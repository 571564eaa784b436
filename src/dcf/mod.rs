//! Absolute (DCF) valuation.
//!
//! Projects free cash flow to the firm through a growth model, discounts
//! it under one or two WACC regimes, adds a Gordon terminal value and
//! bridges to intrinsic value per share, with a two-way sensitivity grid
//! around the base assumptions.

pub mod assumptions;
pub mod sensitivity;
pub mod valuation;

pub use assumptions::{DcfAssumptions, GrowthModel, WaccSchedule};
pub use sensitivity::{SensitivityGrid, SensitivitySpec};
pub use valuation::{value_firm, DcfValuation};

use serde::{Deserialize, Serialize};

use crate::core::error::{EngineError, Result};
use crate::core::snapshot::{normalize_ticker, FinancialSnapshot};

/// Complete DCF response for one ticker.
#[derive(Debug, Clone, PartialEq, Serialize, Deserialize)]
pub struct DcfResult {
    pub ticker: String,
    /// Valuation at the constant base WACC.
    pub constant_wacc: DcfValuation,
    /// Valuation under the per-year WACC path, when one was supplied.
    pub dynamic_wacc: Option<DcfValuation>,
    pub sensitivity: SensitivityGrid,
    /// The assumptions the valuation actually used, echoed back.
    pub assumptions: DcfAssumptions,
}

/// Run a full DCF valuation from a snapshot and assumptions.
///
/// Assumptions are validated before any projection runs; the base-year
/// free cash flow must be known. Cash and debt default to zero in the
/// equity bridge when unknown, while unknown shares outstanding null the
/// per-share value only.
pub fn run_dcf(
    ticker: &str,
    snapshot: &FinancialSnapshot,
    assumptions: &DcfAssumptions,
    spec: &SensitivitySpec,
) -> Result<DcfResult> {
    let ticker = normalize_ticker(ticker)?;
    assumptions.validate()?;
    spec.validate()?;

    let base_fcff = snapshot
        .free_cash_flow
        .filter(|f| f.is_finite())
        .ok_or_else(|| EngineError::missing_data("free_cash_flow"))?;

    let fcff = assumptions.growth.project(base_fcff, assumptions.years)?;

    let cash = snapshot.cash.unwrap_or(0.0);
    let debt = snapshot.total_debt.unwrap_or(0.0);
    let shares = snapshot.shares_outstanding;

    log::debug!(
        "running {}y DCF for {ticker} at base WACC {}",
        assumptions.years,
        assumptions.wacc_base
    );

    let constant_wacc = value_firm(
        &fcff,
        &WaccSchedule::Constant(assumptions.wacc_base),
        assumptions.terminal_growth,
        assumptions.midyear,
        cash,
        debt,
        shares,
    )?;

    let dynamic_wacc = match &assumptions.wacc_path {
        Some(path) => Some(value_firm(
            &fcff,
            &WaccSchedule::PerYear(path.clone()),
            assumptions.terminal_growth,
            assumptions.midyear,
            cash,
            debt,
            shares,
        )?),
        None => None,
    };

    let sensitivity = SensitivityGrid::compute(
        &fcff,
        assumptions.wacc_base,
        assumptions.terminal_growth,
        assumptions.midyear,
        cash,
        debt,
        shares,
        spec,
    )?;

    Ok(DcfResult {
        ticker,
        constant_wacc,
        dynamic_wacc,
        sensitivity,
        assumptions: assumptions.clone(),
    })
}

#[cfg(test)]
mod tests {
    use super::*;

    fn snapshot() -> FinancialSnapshot {
        FinancialSnapshot {
            free_cash_flow: Some(1000.0),
            cash: Some(500.0),
            total_debt: Some(2000.0),
            shares_outstanding: Some(100.0),
            ..Default::default()
        }
    }

    fn assumptions() -> DcfAssumptions {
        DcfAssumptions::new(0.09, 0.03, 10, GrowthModel::Constant { rate: 0.05 })
    }

    #[test]
    fn test_run_dcf_constant_regime() {
        let result = run_dcf("msft", &snapshot(), &assumptions(), &SensitivitySpec::default())
            .unwrap();

        assert_eq!(result.ticker, "MSFT");
        assert!(result.dynamic_wacc.is_none());
        assert_eq!(result.constant_wacc.fcff_projection.len(), 10);
        assert!((result.constant_wacc.fcff_projection[0] - 1050.0).abs() < 1e-9);
        assert!(result.constant_wacc.enterprise_value > 0.0);
        // Equity bridge: EV + 500 - 2000.
        assert!(
            (result.constant_wacc.equity_value
                - (result.constant_wacc.enterprise_value - 1500.0))
                .abs()
                < 1e-9
        );
        assert!(result.constant_wacc.intrinsic_value_per_share.is_some());
    }

    #[test]
    fn test_run_dcf_dynamic_regime() {
        // Declining path front-loads heavier discounting than its own
        // final rate would.
        let path: Vec<f64> = (0..10).map(|t| 0.11 - 0.002 * t as f64).collect();
        let with_path = assumptions().with_wacc_path(path.clone());
        let result =
            run_dcf("AAPL", &snapshot(), &with_path, &SensitivitySpec::default()).unwrap();

        let dynamic = result.dynamic_wacc.as_ref().unwrap();
        let terminal_only = value_firm(
            &result.constant_wacc.fcff_projection,
            &WaccSchedule::Constant(*path.last().unwrap()),
            0.03,
            false,
            500.0,
            2000.0,
            Some(100.0),
        )
        .unwrap();
        assert!(dynamic.enterprise_value < terminal_only.enterprise_value);
    }

    #[test]
    fn test_missing_fcff_is_missing_data() {
        let empty = FinancialSnapshot::default();
        let result = run_dcf("AAPL", &empty, &assumptions(), &SensitivitySpec::default());
        assert!(matches!(result, Err(EngineError::MissingData { .. })));
    }

    #[test]
    fn test_invalid_assumptions_rejected_before_projection() {
        let mut bad = assumptions();
        bad.terminal_growth = 0.10;
        let result = run_dcf("AAPL", &snapshot(), &bad, &SensitivitySpec::default());
        assert!(matches!(
            result,
            Err(EngineError::DivergentTerminalValue { .. })
        ));
    }

    #[test]
    fn test_unknown_shares_nulls_per_share_only() {
        let mut no_shares = snapshot();
        no_shares.shares_outstanding = None;
        let result =
            run_dcf("AAPL", &no_shares, &assumptions(), &SensitivitySpec::default()).unwrap();

        assert_eq!(result.constant_wacc.intrinsic_value_per_share, None);
        assert!(result.constant_wacc.enterprise_value > 0.0);
        assert!(result
            .sensitivity
            .cells
            .iter()
            .flatten()
            .all(|cell| cell.is_none()));
    }

    #[test]
    fn test_missing_balance_sheet_defaults_to_zero_bridge() {
        let bare = FinancialSnapshot {
            free_cash_flow: Some(1000.0),
            shares_outstanding: Some(100.0),
            ..Default::default()
        };
        let result = run_dcf("AAPL", &bare, &assumptions(), &SensitivitySpec::default()).unwrap();
        assert!(
            (result.constant_wacc.equity_value - result.constant_wacc.enterprise_value).abs()
                < 1e-9
        );
    }

    #[test]
    fn test_assumptions_echoed() {
        let a = assumptions().with_midyear(true);
        let result = run_dcf("AAPL", &snapshot(), &a, &SensitivitySpec::default()).unwrap();
        assert_eq!(result.assumptions, a);
    }
}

WORK INSTRUCTIONS. Look through the entries above; copy each line where the string "DcfAssumptions" appears.

RESPONSE BOX.
pub use assumptions::{DcfAssumptions, GrowthModel, WaccSchedule};
    pub assumptions: DcfAssumptions,
    assumptions: &DcfAssumptions,
    fn assumptions() -> DcfAssumptions {
        DcfAssumptions::new(0.09, 0.03, 10, GrowthModel::Constant { rate: 0.05 })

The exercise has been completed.